April 30, 2014

The Mud Season. ~ Amber Howe

Stephen Gilmer via Flickr

This morning I spied my dirt-splattered hiking shoes on the front porch.

I’d left them there for a few weeks, their soles caked in thick mud. The trails have been a soggy mess recently, and these are my “mud” shoes.

This time of year in Park City, the weather is predictably unpredictable. One day, you’re reading a book on the deck in bare feet; the next, the fireplace is blazing and those bare feet are stuffed into slippers while fat snowflakes fall outside.

It can be frustrating, especially after a long, hard winter. It feels as though spring will never come. I’ve learned that when weather teeter-totters like that, there’s no point in trying to avoid the muck. It’s the mud season, after all.

Anyone who lives in a mountain climate is familiar with the term “mud season”—a definite transition period between the deep snowdrifts of winter and the glorious greenery of springtime. The ground takes longer to dry than the snow takes to melt.
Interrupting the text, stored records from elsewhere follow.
pub mod http;

use async_trait::async_trait;

use crate::errors::TransportError;
use crate::models::{SendMessageResponse, StartSessionResponse};

pub use http::{AuthContext, HttpTransport};

/// The two calls the assistant makes against the chat service.
///
/// Caller identity is a property of the implementation (see
/// [`AuthContext`]), not an argument.
#[async_trait]
pub trait ChatTransport: Send + Sync {
    async fn start_session(&self) -> Result<StartSessionResponse, TransportError>;

    async fn send_message(
        &self,
        session_id: &str,
        text: &str,
    ) -> Result<SendMessageResponse, TransportError>;
}
use thiserror::Error;

/// Failure of a single call against the chat service.
///
/// Only the authorization case is discriminated by the controller; every
/// other variant collapses into generic retry messaging.
#[derive(Debug, Clone, PartialEq, Eq, Error)]
pub enum TransportError {
    #[error("Chat service rejected the request with status {status}")]
    Status { status: u16, message: Option<String> },

    #[error("{0}")]
    Network(String),

    #[error("Invalid response from chat service: {0}")]
    Decode(String),
}

impl TransportError {
    pub fn status(status: u16, message: Option<String>) -> Self {
        TransportError::Status { status, message }
    }

    /// 401 and 403 both mean the account may not use the assistant yet
    /// (email not verified).
    pub fn is_unauthorized(&self) -> bool {
        matches!(self, TransportError::Status { status: 401 | 403, .. })
    }

    /// Human-readable text carried by the failure, if any.
    pub fn server_message(&self) -> Option<&str> {
        let message = match self {
            TransportError::Status { message, .. } => message.as_deref(),
            TransportError::Network(message) => Some(message.as_str()),
            TransportError::Decode(_) => None,
        };
        message.filter(|m| !m.trim().is_empty())
    }
}

impl From<reqwest::Error> for TransportError {
    fn from(err: reqwest::Error) -> Self {
        // Statuses are read from the response itself, so a reqwest error
        // here is either a bad body or a failed exchange.
        if err.is_decode() {
            TransportError::Decode(err.to_string())
        } else {
            TransportError::Network(err.to_string())
        }
    }
}

/// Startup and configuration failures of the client application.
#[derive(Debug, Error)]
pub enum AppError {
    #[error("Invalid value for {variable}: {reason}")]
    InvalidConfig { variable: String, reason: String },

    #[error("Failed to build HTTP client: {0}")]
    HttpClient(#[source] reqwest::Error),
}

impl AppError {
    pub fn invalid_config(variable: impl Into<String>, reason: impl Into<String>) -> Self {
        AppError::InvalidConfig { variable: variable.into(), reason: reason.into() }
    }
}
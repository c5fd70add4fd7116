use std::io::{self, Write};
use std::sync::atomic::{AtomicBool, Ordering};
use std::sync::Arc;

use tokio::io::{AsyncBufReadExt, BufReader};
use tracing::info;

use lost_found_assistant::{
    AuthContext, ChatController, ChatPhase, ChatState, ChatView, ClientConfig, ControllerConfig,
    HttpTransport, MessageRole, PROGRESS_ORDER,
};

/// Terminal stand-in for the chat widget. The controller only raises flags;
/// the loop below does the printing.
#[derive(Default)]
struct TerminalView {
    scroll_pending: AtomicBool,
    focus_pending: AtomicBool,
}

impl ChatView for TerminalView {
    fn scroll_to_latest(&self) {
        self.scroll_pending.store(true, Ordering::SeqCst);
    }

    fn focus_input(&self) {
        self.focus_pending.store(true, Ordering::SeqCst);
    }
}

#[derive(Debug, PartialEq, Eq)]
enum Command {
    Quit,
    Reset,
    Close,
    Reply(String),
}

impl Command {
    /// A bare number picks the matching quick reply when one is on screen.
    fn parse(line: &str, quick_replies: &[&str]) -> Self {
        match line.trim() {
            "/quit" | "/exit" => Command::Quit,
            "/reset" => Command::Reset,
            "/close" => Command::Close,
            other => {
                let picked = other
                    .parse::<usize>()
                    .ok()
                    .and_then(|n| n.checked_sub(1))
                    .and_then(|index| quick_replies.get(index));
                match picked {
                    Some(reply) => Command::Reply(reply.to_string()),
                    None => Command::Reply(line.to_string()),
                }
            }
        }
    }
}

#[derive(Default)]
struct Screen {
    /// Id of the first message of the conversation on screen.
    conversation: Option<String>,
    printed: usize,
    last_error: Option<String>,
}

impl Screen {
    fn render(&mut self, state: &ChatState, view: &TerminalView, out: &mut impl Write) -> io::Result<()> {
        if view.scroll_pending.swap(false, Ordering::SeqCst) {
            let first = state.messages.first().map(|m| m.id.clone());
            if first != self.conversation || state.messages.len() < self.printed {
                if self.conversation.is_some() {
                    writeln!(out, "── new conversation ──")?;
                }
                self.conversation = first;
                self.printed = 0;
            }
            for message in &state.messages[self.printed..] {
                // The user's own lines are already on screen.
                if message.role == MessageRole::User {
                    continue;
                }
                writeln!(out, "assistant> {}", message.content)?;
                if let Some(result) = &message.query_result {
                    writeln!(
                        out,
                        "           {} ({} of {} shown)",
                        result.summary(),
                        result.records().len(),
                        result.total()
                    )?;
                }
            }
            self.printed = state.messages.len();
        }

        if state.error != self.last_error {
            if let Some(error) = &state.error {
                writeln!(out, "! {error}")?;
            }
            self.last_error = state.error.clone();
        }

        let step = state.current_step;
        let progress = match step.progress_position() {
            Some(index) => format!("[{}/{}] {}", index + 1, PROGRESS_ORDER.len(), step.label()),
            None => step.label().to_string(),
        };
        let mut status = format!("{progress} · {}", state.current_intent.label());
        if let Some(report_id) = &state.report_id {
            status.push_str(&format!(" · report {report_id}"));
        }
        writeln!(out, "({status})")?;

        for (index, reply) in step.quick_replies().iter().enumerate() {
            writeln!(out, "  {}. {reply}", index + 1)?;
        }
        if step.is_terminal() {
            writeln!(out, "Type /reset to start over.")?;
        }

        if view.focus_pending.swap(false, Ordering::SeqCst) {
            write!(out, "> ")?;
            out.flush()?;
        }
        Ok(())
    }
}

#[tokio::main]
async fn main() -> anyhow::Result<()> {
    // Load .env if present (development convenience)
    dotenvy::dotenv().ok();

    // Logs go to stderr so they stay out of the conversation.
    tracing_subscriber::fmt()
        .with_writer(std::io::stderr)
        .with_env_filter(
            tracing_subscriber::EnvFilter::try_from_default_env()
                .unwrap_or_else(|_| "lost_found_assistant=info".into()),
        )
        .init();

    let config = ClientConfig::from_env()?;
    let auth = match &config.api_token {
        Some(token) => AuthContext::bearer(token.clone()),
        None => AuthContext::anonymous(),
    };
    let transport = HttpTransport::new(&config, auth)?;
    let view = Arc::new(TerminalView::default());
    let controller = ChatController::new(
        transport,
        view.clone(),
        ControllerConfig { restore_draft_on_failure: config.restore_draft_on_failure },
    );

    info!("Using chat service at {}", config.base_url);
    println!("Lost & Found assistant. Commands: /reset, /close, /quit");

    let mut screen = Screen::default();
    controller.open().await;
    screen.render(&controller.snapshot(), &view, &mut io::stdout())?;

    let mut lines = BufReader::new(tokio::io::stdin()).lines();
    while let Some(line) = lines.next_line().await? {
        match Command::parse(&line, controller.quick_replies()) {
            Command::Quit => break,
            Command::Reset => controller.reset().await,
            Command::Close => {
                controller.close();
                println!("(assistant hidden; type anything to reopen)");
                continue;
            }
            Command::Reply(text) => {
                if controller.phase() == ChatPhase::Closed {
                    controller.open().await;
                }
                controller.set_input(text);
                controller.submit().await;
            }
        }
        screen.render(&controller.snapshot(), &view, &mut io::stdout())?;
    }

    info!("Assistant closed");
    Ok(())
}
// Installing a global subscriber can only happen once per process, which is why this lives in
// its own test binary.
#[cfg(not(target_arch = "wasm32"))]
#[test]
fn tracing_initializes_once() {
    use nostr_pubkey::logging::{init_tracing, LoggingError};
    use tracing::Level;

    let guard = init_tracing(Level::DEBUG).expect("first initialization to succeed");
    tracing::info!("logging initialized");

    let second_attempt = init_tracing(Level::INFO);
    assert!(matches!(
        second_attempt,
        Err(LoggingError::AlreadyInitialized(_))
    ));

    drop(guard);
}
use time::format_description::well_known::Rfc3339;
use time::OffsetDateTime;

fn report_build_profile() {
    let profile = std::env::var("PROFILE").unwrap_or_else(|_| "unknown".to_string());
    println!("cargo:rustc-env=BUILD_PROFILE={profile}");
}

fn report_repository_version() {
    // Source tarballs and vendored copies have no git metadata, the package version is the best
    // we can do for those.
    let git_describe = std::process::Command::new("git")
        .args(["describe", "--always", "--dirty", "--long", "--tags"])
        .output()
        .ok()
        .filter(|output| output.status.success())
        .and_then(|output| String::from_utf8(output.stdout).ok())
        .map(|version| version.trim().to_string())
        .filter(|version| !version.is_empty());

    let long_version = git_describe
        .unwrap_or_else(|| format!("v{}", std::env::var("CARGO_PKG_VERSION").unwrap()));
    println!("cargo:rustc-env=REPO_VERSION={long_version}");

    let build_timestamp = OffsetDateTime::now_utc().format(&Rfc3339).unwrap();
    println!("cargo:rustc-env=BUILD_TIMESTAMP={build_timestamp}");
}

fn main() {
    report_repository_version();
    report_build_profile();
}
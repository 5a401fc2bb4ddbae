use tracing::{debug, error, warn};

use crate::encoding::encode_public_key;
use crate::error::{FetchError, FetchResult};
use crate::providers::PublicKeyProvider;

/// Fetch the public key from the provider, if there is one, and return it UTF-8 encoded.
///
/// This never fails from the caller's point of view. A missing provider and a failed request
/// both get logged and come back as `None`, it is up to the caller to decide whether to prompt,
/// retry or give up. Use [`try_fetch_public_key`] when the reason matters.
pub async fn fetch_public_key(provider: Option<&dyn PublicKeyProvider>) -> Option<Vec<u8>> {
    match try_fetch_public_key(provider).await {
        Ok(encoded_key) => Some(encoded_key),
        Err(FetchError::CapabilityUnavailable) => {
            warn!("no public key provider is available");
            None
        }
        Err(err) => {
            error!("failed to fetch public key: {err}");
            None
        }
    }
}

/// A single attempt at fetching and encoding the public key with the failure reason kept
/// intact. Doesn't log failures, that is left to the caller.
pub async fn try_fetch_public_key(
    provider: Option<&dyn PublicKeyProvider>,
) -> FetchResult<Vec<u8>> {
    let provider = provider.ok_or(FetchError::CapabilityUnavailable)?;

    let public_key = provider.get_public_key().await?;
    let encoded_key = encode_public_key(&public_key);
    debug!(encoded_len = encoded_key.len(), "fetched public key");

    Ok(encoded_key)
}

#[cfg(test)]
mod tests {
    use super::*;

    use crate::providers::{ProviderError, StaticProvider};

    #[cfg(target_arch = "wasm32")]
    use wasm_bindgen_test::wasm_bindgen_test;

    #[cfg_attr(target_arch = "wasm32", wasm_bindgen_test(async))]
    #[cfg_attr(not(target_arch = "wasm32"), tokio::test)]
    async fn test_absent_provider() {
        assert_eq!(fetch_public_key(None).await, None);

        let err = try_fetch_public_key(None).await.unwrap_err();
        assert!(matches!(err, FetchError::CapabilityUnavailable));
    }

    #[cfg_attr(target_arch = "wasm32", wasm_bindgen_test(async))]
    #[cfg_attr(not(target_arch = "wasm32"), tokio::test)]
    async fn test_resolved_key_is_encoded() {
        let provider = StaticProvider::resolving("abc123");

        let encoded = fetch_public_key(Some(&provider)).await;
        assert_eq!(encoded.as_deref(), Some(&b"abc123"[..]));
        assert_eq!(provider.request_count(), 1);
    }

    #[cfg_attr(target_arch = "wasm32", wasm_bindgen_test(async))]
    #[cfg_attr(not(target_arch = "wasm32"), tokio::test)]
    async fn test_rejection_keeps_reason() {
        let provider = StaticProvider::rejecting("user dismissed prompt");

        assert_eq!(fetch_public_key(Some(&provider)).await, None);

        let err = try_fetch_public_key(Some(&provider)).await.unwrap_err();
        assert!(matches!(
            err,
            FetchError::OperationFailed(ProviderError::Rejected(Some(_)))
        ));
        assert_eq!(
            err.to_string(),
            "public key request failed: provider rejected the request: user dismissed prompt"
        );

        // Each call is a single attempt, nothing gets retried internally
        assert_eq!(provider.request_count(), 2);
    }
}
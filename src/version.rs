//! Reports on the compiled version of the library. Both init paths (the wasm start hook and the
//! native logging setup) print one of these so a console or log capture can be matched back to
//! a build.

/// The full version along with the build profile and timestamp as a semi-structured string.
pub fn full_version() -> String {
    format!(
        "build-profile={} build-timestamp={} repo-version={}",
        env!("BUILD_PROFILE"),
        env!("BUILD_TIMESTAMP"),
        env!("REPO_VERSION"),
    )
}

/// Only the repository version, for when the extra build details are noise.
pub fn minimal_version() -> String {
    format!("repo-version={}", env!("REPO_VERSION"))
}

#[cfg(test)]
mod tests {
    use super::*;

    #[cfg(target_arch = "wasm32")]
    use wasm_bindgen_test::wasm_bindgen_test;

    #[cfg_attr(target_arch = "wasm32", wasm_bindgen_test(async))]
    #[cfg_attr(not(target_arch = "wasm32"), tokio::test)]
    async fn test_full_version_includes_minimal() {
        let full = full_version();

        assert!(full.starts_with("build-profile="));
        assert!(full.ends_with(&minimal_version()));
    }
}
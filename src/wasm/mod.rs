mod nostr_extension;

pub use nostr_extension::NostrExtension;

use js_sys::Uint8Array;
use tracing::Level;
use tracing_wasm::{ConsoleConfig, WASMLayerConfigBuilder};
use wasm_bindgen::prelude::*;

use crate::fetcher::fetch_public_key;
use crate::providers::PublicKeyProvider;
use crate::version::full_version;

#[wasm_bindgen(start)]
pub fn wasm_init() -> Result<(), JsValue> {
    // Only run this in debug mode, in release mode this bloats up the library quite a bit
    #[cfg(debug_assertions)]
    console_error_panic_hook::set_once();

    let wasm_log_config = if cfg!(debug_assertions) {
        WASMLayerConfigBuilder::default()
            .set_report_logs_in_timings(true)
            .set_max_level(Level::DEBUG)
            .set_console_config(ConsoleConfig::ReportWithoutConsoleColor)
            .build()
    } else {
        WASMLayerConfigBuilder::default()
            .set_report_logs_in_timings(false)
            .set_max_level(Level::INFO)
            .set_console_config(ConsoleConfig::ReportWithoutConsoleColor)
            .build()
    };

    tracing_wasm::set_as_global_default_with_config(wasm_log_config);
    tracing::debug!("loaded nostr-pubkey WASM module {}", full_version());

    Ok(())
}

/// Ask the page's NIP-07 extension for its public key. Resolves to the UTF-8 bytes of the key as
/// a `Uint8Array`, or `null` when there is no extension or the request failed for any reason
/// (including the user closing the permission popup). Never rejects.
#[wasm_bindgen(js_name = pubKey)]
pub async fn pub_key() -> JsValue {
    let extension = NostrExtension::from_window();
    let provider = extension.as_ref().map(|ext| ext as &dyn PublicKeyProvider);

    match fetch_public_key(provider).await {
        Some(encoded_key) => Uint8Array::from(encoded_key.as_slice()).into(),
        None => JsValue::NULL,
    }
}
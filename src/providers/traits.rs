use async_trait::async_trait;

/// The capability a public key gets fetched from. In the browser this is the NIP-07 object an
/// extension injects as `window.nostr`, elsewhere it is whatever the host application hands us.
///
/// The provider is only ever borrowed. Its lifecycle, and whether it exists at all, belongs to
/// the environment that supplied it. Futures produced by implementors are not required to be
/// `Send` as JS promises can't cross threads.
#[async_trait(?Send)]
pub trait PublicKeyProvider {
    /// Ask the provider for its public key in textual form. This may block on user interaction
    /// (an extension permission prompt for example) and will not be retried or timed out by
    /// this library. Callers that need bounded latency have to wrap the call themselves.
    async fn get_public_key(&self) -> Result<String, ProviderError>;
}

#[derive(Debug, thiserror::Error)]
pub enum ProviderError {
    /// A catch-all for provider specific failures that don't fit the other variants.
    #[error("implementation specific error: {0}")]
    Implementation(String),

    /// The handle doesn't expose a callable `getPublicKey`.
    #[error("provider has no callable getPublicKey method")]
    MissingMethod,

    /// The request completed but produced something other than text.
    #[error("provider returned a public key that wasn't a string")]
    NotText,

    /// The provider threw or rejected the request. This is what a dismissed permission prompt
    /// looks like, the reason is whatever could be rendered out of the rejection value.
    #[error("provider rejected the request: {}", .0.as_deref().unwrap_or("no reason given"))]
    Rejected(Option<String>),
}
Hopeful mountain bikers get turned away from trails while they firm up; deep tire tracks made too early can ruin the trail for the whole season. Dog owners make futile attempts at cleaning muddy paws, keeping a stash of ratty towels near the door but resigning themselves to floors decorated with prints. Those who hike often, like me, reserve a set of mud shoes that get kicked off at the doorway.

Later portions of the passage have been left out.